Akka is a framework for Scala (and also Java) to bring Erlang style actors (and tons of other things) to the JVM. In the actor model we have actors which communicate through message passing with each other. Each actor can react to messages, do some computation and sent messages to other actors which he knows. The message passing it the only way actors can communicate, there not shared state or other communication channels.
Why Actors?
I just cite from the Akka website:
“We believe that writing correct concurrent, fault-tolerant and scalable applications is too hard. Most of the time it’s because we are using the wrong tools and the wrong level of abstraction. Akka is here to change that. Using the Actor Model together with Software Transactional Memory we raise the abstraction level and provide a better platform to build correct concurrent and scalable applications.”
And:
“For fault-tolerance we adopt the “Let it crash” / “Embrace failure” model which have been used with great success in the telecom industry to build applications that self-heal, systems that never stop.”
Akka Mobile?
The Actor Model works well for distributed, ‘event’-oriented and fault tolerant environments. Where do we have such systems? Yes, in the mobile space! Think about all the phones our there running tons of applications. Many of these applications communicate with a central service or even between devices. Think about all the applications on your phone which have ‘real-time’ communication features? Chat apps, social apps like Facebook & Twitter, GPS apps which incorporates the latest traffic information etc. And all these applications have to deal with network faults, message delivery and coordination.

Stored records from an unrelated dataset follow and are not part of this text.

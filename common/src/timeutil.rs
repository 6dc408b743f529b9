//! Monotonic microsecond timestamps used to name transient resources
//! (IPC rendezvous sockets, pivot-root scratch directories).

use std::time::{SystemTime, UNIX_EPOCH};

/// Microseconds since the Unix epoch. Not a true monotonic clock (callers
/// only need uniqueness across short-lived process lifetimes, not ordering
/// across a clock step), but named `epoch_us` throughout to match the paths
/// it appears in (`nscon.uds_<pid>_<epoch_us>`, `nscon.old_root.<epoch_us>`).
pub fn epoch_us() -> u64 {
    SystemTime::now()
        .duration_since(UNIX_EPOCH)
        .expect("system clock before unix epoch")
        .as_micros() as u64
}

So I think the Actor model is a good fit for these kinds of ‘real time’ applications on the phone. That’s why I want to get the Actor goodness on the phone.
30’000 Feet Overview
Ok, the basic idea is very simple. We simply bring the actors to the phone. These actors can communication locally or with a remote service. On the phone we can send messages to some actors running on the Server. On the server we can access each phone like an actor and send messages to it.

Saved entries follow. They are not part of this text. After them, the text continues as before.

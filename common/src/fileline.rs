//! A lazy line iterator over a text file with a parametric, per-line parser.
//!
//! `FileLines<T>` underlies every procfs consumer in the workspace: mounts,
//! per-pid cgroup membership, the global cgroup subsystem table, and the
//! pid stat line. Malformed lines are skipped rather than failing the whole
//! read, matching the procfs convention of "one bad line, not a bad file".

use std::fs::File;
use std::io::{self, BufRead, BufReader, Lines};
use std::path::Path;

pub struct FileLines<T> {
    lines: Lines<BufReader<File>>,
    parser: Box<dyn FnMut(&str) -> Option<T>>,
}

impl<T> FileLines<T> {
    pub fn open<P: AsRef<Path>>(
        path: P,
        parser: impl FnMut(&str) -> Option<T> + 'static,
    ) -> io::Result<Self> {
        let file = File::open(path)?;
        Ok(FileLines {
            lines: BufReader::new(file).lines(),
            parser: Box::new(parser),
        })
    }
}

impl<T> Iterator for FileLines<T> {
    type Item = T;

    fn next(&mut self) -> Option<T> {
        for line in self.lines.by_ref() {
            let line = line.ok()?;
            if let Some(record) = (self.parser)(&line) {
                return Some(record);
            }
        }
        None
    }
}

/// One line of `/proc/[pid/]mounts`.
#[derive(Debug, Clone, PartialEq, Eq)]
pub struct MountEntry {
    pub device: String,
    pub mountpoint: String,
    pub fstype: String,
    pub options: Vec<String>,
    pub freq: i32,
    pub passno: i32,
}

/// Parses a `/proc/mounts` line. Lines with a field count other than six are
/// not mount entries and are skipped by returning `None`.
pub fn parse_mount_line(line: &str) -> Option<MountEntry> {
    let fields: Vec<&str> = line.split_whitespace().collect();
    if fields.len() != 6 {
        return None;
    }
    let mountpoint = strip_deleted_marker(fields[1]);
    let options = fields[3].split(',').map(str::to_string).collect();
    Some(MountEntry {
        device: fields[0].to_string(),
        mountpoint,
        fstype: fields[2].to_string(),
        options,
        freq: fields[4].parse().ok()?,
        passno: fields[5].parse().ok()?,
    })
}

/// procfs marks a mountpoint whose backing directory was removed with a
/// trailing `\040(deleted)` (octal-escaped space) suffix on the path field.
fn strip_deleted_marker(mountpoint: &str) -> String {
    const MARKER: &str = "\\040(deleted)";
    match mountpoint.strip_suffix(MARKER) {
        Some(stripped) => stripped.to_string(),
        None => mountpoint.to_string(),
    }
}

pub fn mounts_at<P: AsRef<Path>>(path: P) -> io::Result<FileLines<MountEntry>> {
    FileLines::open(path, parse_mount_line)
}

/// One line of `/proc/<pid>/cgroup`: `hierarchy_id:subsystems:path`.
#[derive(Debug, Clone, PartialEq, Eq)]
pub struct ProcCgroupData {
    pub hierarchy_id: i32,
    pub subsystems: Vec<String>,
    pub hierarchy_path: String,
}

pub fn parse_proc_cgroup_line(line: &str) -> Option<ProcCgroupData> {
    let mut parts = line.splitn(3, ':');
    let hierarchy_id: i32 = parts.next()?.parse().ok()?;
    let subsystems_field = parts.next()?;
    let hierarchy_path = parts.next()?.to_string();
    let subsystems = if subsystems_field.is_empty() {
        Vec::new()
    } else {
        subsystems_field.split(',').map(str::to_string).collect()
    };
    Some(ProcCgroupData {
        hierarchy_id,
        subsystems,
        hierarchy_path,
    })
}

pub fn proc_cgroup<P: AsRef<Path>>(path: P) -> io::Result<FileLines<ProcCgroupData>> {
    FileLines::open(path, parse_proc_cgroup_line)
}

/// One non-comment line of `/proc/cgroups`: `name hierarchy_id num_cgroups enabled`.
#[derive(Debug, Clone, PartialEq, Eq)]
pub struct ProcCgroupsLine {
    pub name: String,
    pub hierarchy_id: i32,
    pub num_cgroups: i32,
    pub enabled: bool,
}

pub fn parse_proc_cgroups_line(line: &str) -> Option<ProcCgroupsLine> {
    if line.starts_with('#') {
        return None;
    }
    let fields: Vec<&str> = line.split_whitespace().collect();
    if fields.len() != 4 {
        return None;
    }
    let enabled = match fields[3] {
        "0" => false,
        "1" => true,
        _ => return None,
    };
    Some(ProcCgroupsLine {
        name: fields[0].to_string(),
        hierarchy_id: fields[1].parse().ok()?,
        num_cgroups: fields[2].parse().ok()?,
        enabled,
    })
}

pub fn proc_cgroups<P: AsRef<Path>>(path: P) -> io::Result<FileLines<ProcCgroupsLine>> {
    FileLines::open(path, parse_proc_cgroups_line)
}

/// Extracts field 22 (`starttime`, in clock ticks) from the contents of
/// `/proc/<pid>/stat`. The `comm` field (field 2) may itself contain
/// whitespace or parentheses, so fields are located relative to the last
/// `)` rather than by naive whitespace splitting.
pub fn parse_stat_starttime(contents: &str) -> Option<u64> {
    let close = contents.rfind(')')?;
    let rest = contents.get(close + 1..)?;
    let fields: Vec<&str> = rest.split_whitespace().collect();
    // `rest` starts at field 3 (state); field 22 is index 19 from there.
    fields.get(19)?.parse().ok()
}

/// Extracts field 4 (`ppid`) from the contents of `/proc/<pid>/stat`, using
/// the same `comm`-safe approach as [`parse_stat_starttime`].
pub fn parse_stat_ppid(contents: &str) -> Option<i32> {
    let close = contents.rfind(')')?;
    let rest = contents.get(close + 1..)?;
    let fields: Vec<&str> = rest.split_whitespace().collect();
    // `rest` starts at field 3 (state); field 4 is index 1 from there.
    fields.get(1)?.parse().ok()
}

For example on the phone we simply can send a message to the server like this:
theServiceOnTheServer ! “Hi”
And on the server we can react to this and reply:
onMessage “Hi” => reply(“Hi there”)
These messages are then delivered to each mailbox of the actors running on the server and phone. There the actors then can read and reacht to these messages. The framework handles the communication, failures, etc. of the messages. Of course it won’t be a silver bullet and you still need to deal with errors. However with an Actor model dealing with errors is easier than with more traditional models (like exceptions).
Tons of Details
While the actor model provides are very simple model, there are tons of details which need to go into the implementation. How do deal with connection losses and offline devices? How are communication errors exposed to the actors? And of course additions for the mobile space should also be considered. For example messages which are only delivered when the device is actively used and other messages which are always delivered.
Back To Akka
Now of course I could go with a green field approach and implement everything from scratch, but that would be a lot of wasted effort. Akka already has solid implemented Actors including remote communications. However Akka is intended for servers and clusters. The current remote implementation isn’t really intended to be used on mobile devices. So my goal it the change that and bring parts of the Akka goodness to the mobile space.
Conclusion & Next Time
Ok, I want bring Akka actors to the mobile space. The motivation for this is that the actor model is a good fit for complex distributed computing, like in the mobile space.